▶ [Task to complete] The answer must consist only of the lines from the line with "let (process_tx, process_rx)" to the line with "let (phase_tx, phase_rx)", both included, exactly as they stand below.

Collected data
++++++++++

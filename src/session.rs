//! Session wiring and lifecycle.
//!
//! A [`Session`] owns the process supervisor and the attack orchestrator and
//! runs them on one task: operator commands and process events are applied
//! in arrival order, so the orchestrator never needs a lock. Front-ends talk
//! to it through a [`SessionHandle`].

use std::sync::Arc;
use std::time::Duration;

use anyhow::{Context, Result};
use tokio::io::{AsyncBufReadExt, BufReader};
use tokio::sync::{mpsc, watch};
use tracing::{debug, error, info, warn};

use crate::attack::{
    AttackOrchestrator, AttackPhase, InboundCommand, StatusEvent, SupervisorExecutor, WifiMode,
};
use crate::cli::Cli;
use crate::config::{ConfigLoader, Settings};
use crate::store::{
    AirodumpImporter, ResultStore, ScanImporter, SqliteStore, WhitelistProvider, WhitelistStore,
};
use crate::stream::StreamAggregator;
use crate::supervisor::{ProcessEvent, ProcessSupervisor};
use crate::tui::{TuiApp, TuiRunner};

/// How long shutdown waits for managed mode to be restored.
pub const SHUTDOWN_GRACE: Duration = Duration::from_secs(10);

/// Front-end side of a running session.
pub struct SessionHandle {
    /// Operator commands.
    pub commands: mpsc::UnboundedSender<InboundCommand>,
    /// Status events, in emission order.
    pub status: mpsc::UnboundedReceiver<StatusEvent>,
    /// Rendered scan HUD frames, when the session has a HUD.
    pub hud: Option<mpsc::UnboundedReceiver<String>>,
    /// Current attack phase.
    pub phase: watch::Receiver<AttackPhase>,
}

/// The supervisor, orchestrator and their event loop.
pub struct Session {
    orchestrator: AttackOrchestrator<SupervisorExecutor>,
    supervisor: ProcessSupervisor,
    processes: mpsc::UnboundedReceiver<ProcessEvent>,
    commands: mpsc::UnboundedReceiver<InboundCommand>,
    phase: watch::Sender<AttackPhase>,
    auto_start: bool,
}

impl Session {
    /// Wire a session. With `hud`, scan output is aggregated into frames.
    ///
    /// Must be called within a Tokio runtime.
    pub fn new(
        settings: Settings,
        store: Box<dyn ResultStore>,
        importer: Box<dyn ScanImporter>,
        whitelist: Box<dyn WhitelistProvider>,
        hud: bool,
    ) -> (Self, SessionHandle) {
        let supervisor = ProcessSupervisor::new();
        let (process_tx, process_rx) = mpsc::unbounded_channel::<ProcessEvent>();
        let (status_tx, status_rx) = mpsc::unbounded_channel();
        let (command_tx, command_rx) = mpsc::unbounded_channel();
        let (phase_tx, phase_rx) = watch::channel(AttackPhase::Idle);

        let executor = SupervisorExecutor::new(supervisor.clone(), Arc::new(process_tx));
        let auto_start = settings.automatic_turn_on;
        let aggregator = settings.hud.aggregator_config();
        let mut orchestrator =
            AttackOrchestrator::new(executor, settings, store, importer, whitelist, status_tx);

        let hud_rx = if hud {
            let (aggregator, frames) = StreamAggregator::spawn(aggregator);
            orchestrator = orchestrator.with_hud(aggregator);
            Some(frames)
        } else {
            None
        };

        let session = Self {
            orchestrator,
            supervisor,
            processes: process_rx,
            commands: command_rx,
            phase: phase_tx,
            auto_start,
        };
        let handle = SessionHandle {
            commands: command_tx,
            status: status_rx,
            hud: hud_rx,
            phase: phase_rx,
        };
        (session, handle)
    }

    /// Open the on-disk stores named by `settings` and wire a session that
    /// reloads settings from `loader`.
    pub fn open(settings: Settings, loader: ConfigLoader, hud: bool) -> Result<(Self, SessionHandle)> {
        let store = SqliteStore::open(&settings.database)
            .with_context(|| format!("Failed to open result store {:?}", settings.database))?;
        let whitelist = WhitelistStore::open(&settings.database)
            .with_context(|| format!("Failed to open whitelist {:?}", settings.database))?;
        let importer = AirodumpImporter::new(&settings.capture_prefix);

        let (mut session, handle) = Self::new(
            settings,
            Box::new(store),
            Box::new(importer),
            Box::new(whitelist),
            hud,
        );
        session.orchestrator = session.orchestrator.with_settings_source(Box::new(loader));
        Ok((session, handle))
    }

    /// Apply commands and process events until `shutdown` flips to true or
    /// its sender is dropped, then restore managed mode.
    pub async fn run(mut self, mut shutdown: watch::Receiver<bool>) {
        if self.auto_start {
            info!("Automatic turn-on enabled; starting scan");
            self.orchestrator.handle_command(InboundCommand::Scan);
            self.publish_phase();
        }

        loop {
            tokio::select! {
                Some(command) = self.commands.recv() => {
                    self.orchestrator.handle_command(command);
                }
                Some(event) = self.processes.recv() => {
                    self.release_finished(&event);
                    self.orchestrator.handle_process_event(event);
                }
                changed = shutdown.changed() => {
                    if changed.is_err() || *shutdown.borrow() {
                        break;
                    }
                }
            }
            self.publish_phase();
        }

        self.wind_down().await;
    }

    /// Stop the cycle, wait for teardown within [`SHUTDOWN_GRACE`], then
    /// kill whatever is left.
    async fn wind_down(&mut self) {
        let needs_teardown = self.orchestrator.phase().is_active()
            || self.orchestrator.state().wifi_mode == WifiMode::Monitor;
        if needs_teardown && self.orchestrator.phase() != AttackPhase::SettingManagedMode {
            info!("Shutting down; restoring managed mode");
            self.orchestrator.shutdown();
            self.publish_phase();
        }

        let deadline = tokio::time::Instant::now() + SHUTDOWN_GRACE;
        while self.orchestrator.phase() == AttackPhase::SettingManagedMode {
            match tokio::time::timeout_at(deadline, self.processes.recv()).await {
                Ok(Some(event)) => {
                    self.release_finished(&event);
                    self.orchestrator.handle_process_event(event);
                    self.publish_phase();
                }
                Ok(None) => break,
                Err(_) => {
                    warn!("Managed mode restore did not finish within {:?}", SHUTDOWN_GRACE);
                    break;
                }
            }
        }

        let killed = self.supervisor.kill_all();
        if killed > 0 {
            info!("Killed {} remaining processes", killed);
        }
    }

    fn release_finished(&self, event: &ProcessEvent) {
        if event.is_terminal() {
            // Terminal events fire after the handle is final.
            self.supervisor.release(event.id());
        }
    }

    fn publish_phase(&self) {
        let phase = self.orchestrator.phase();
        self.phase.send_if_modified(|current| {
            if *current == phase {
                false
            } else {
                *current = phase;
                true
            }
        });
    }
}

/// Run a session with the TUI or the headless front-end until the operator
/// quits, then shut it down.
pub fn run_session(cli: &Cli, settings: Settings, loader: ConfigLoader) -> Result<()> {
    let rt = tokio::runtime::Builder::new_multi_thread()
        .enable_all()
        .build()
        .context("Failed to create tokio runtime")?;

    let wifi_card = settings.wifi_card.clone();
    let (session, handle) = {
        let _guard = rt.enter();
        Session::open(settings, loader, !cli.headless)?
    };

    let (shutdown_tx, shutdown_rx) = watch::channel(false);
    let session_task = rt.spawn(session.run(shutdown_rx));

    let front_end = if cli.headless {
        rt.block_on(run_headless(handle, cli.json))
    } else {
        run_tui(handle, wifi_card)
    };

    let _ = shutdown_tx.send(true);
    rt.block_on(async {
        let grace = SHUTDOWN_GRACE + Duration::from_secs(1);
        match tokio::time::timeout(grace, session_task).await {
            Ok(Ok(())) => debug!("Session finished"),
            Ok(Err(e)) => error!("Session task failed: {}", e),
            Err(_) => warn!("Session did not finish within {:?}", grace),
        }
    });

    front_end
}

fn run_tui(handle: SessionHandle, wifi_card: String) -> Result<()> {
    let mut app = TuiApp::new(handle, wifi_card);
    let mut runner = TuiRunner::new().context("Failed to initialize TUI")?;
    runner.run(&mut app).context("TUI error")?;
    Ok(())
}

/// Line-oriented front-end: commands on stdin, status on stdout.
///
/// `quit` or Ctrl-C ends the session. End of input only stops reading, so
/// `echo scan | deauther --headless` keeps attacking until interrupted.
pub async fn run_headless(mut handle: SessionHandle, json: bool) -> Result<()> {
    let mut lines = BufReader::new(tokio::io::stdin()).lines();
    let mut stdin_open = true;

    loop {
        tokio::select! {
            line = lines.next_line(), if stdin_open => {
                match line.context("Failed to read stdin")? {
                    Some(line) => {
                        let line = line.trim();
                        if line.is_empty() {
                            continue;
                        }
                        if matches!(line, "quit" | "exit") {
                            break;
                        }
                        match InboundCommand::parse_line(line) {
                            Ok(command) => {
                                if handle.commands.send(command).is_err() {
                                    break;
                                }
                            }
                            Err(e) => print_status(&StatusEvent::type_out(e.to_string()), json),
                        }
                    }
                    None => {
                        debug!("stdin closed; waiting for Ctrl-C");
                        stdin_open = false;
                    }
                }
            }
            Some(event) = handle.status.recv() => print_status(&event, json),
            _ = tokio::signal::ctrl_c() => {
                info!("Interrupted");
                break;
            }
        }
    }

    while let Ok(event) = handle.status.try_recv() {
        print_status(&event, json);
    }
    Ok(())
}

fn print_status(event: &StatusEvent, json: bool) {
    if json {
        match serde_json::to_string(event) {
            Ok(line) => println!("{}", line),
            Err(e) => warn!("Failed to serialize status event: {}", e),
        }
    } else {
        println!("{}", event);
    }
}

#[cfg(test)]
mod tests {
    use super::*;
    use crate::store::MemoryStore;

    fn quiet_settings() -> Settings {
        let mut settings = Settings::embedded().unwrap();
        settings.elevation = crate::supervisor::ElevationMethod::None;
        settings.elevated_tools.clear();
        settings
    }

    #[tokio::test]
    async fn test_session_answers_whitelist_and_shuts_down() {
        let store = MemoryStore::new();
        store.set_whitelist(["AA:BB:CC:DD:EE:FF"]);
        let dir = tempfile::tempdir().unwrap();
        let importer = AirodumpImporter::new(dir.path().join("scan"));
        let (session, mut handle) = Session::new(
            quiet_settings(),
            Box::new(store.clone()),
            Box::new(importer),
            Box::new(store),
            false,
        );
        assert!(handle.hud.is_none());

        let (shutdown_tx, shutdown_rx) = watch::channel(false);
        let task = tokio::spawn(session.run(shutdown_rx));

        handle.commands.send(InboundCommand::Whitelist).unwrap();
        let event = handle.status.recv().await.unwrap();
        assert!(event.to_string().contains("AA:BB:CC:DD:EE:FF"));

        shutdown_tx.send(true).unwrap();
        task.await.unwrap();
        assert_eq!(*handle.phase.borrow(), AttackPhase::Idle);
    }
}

++++++++++

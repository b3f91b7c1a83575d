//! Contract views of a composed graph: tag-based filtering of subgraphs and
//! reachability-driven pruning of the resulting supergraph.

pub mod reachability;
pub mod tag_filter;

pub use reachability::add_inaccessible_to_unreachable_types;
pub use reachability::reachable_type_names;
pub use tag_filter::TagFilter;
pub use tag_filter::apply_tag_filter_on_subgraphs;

++++++++++

▶ [Response to this task]
        let (process_tx, process_rx) = mpsc::unbounded_channel::<ProcessEvent>();
        let (status_tx, status_rx) = mpsc::unbounded_channel();
        let (command_tx, command_rx) = mpsc::unbounded_channel();
        let (phase_tx, phase_rx) = watch::channel(AttackPhase::Idle);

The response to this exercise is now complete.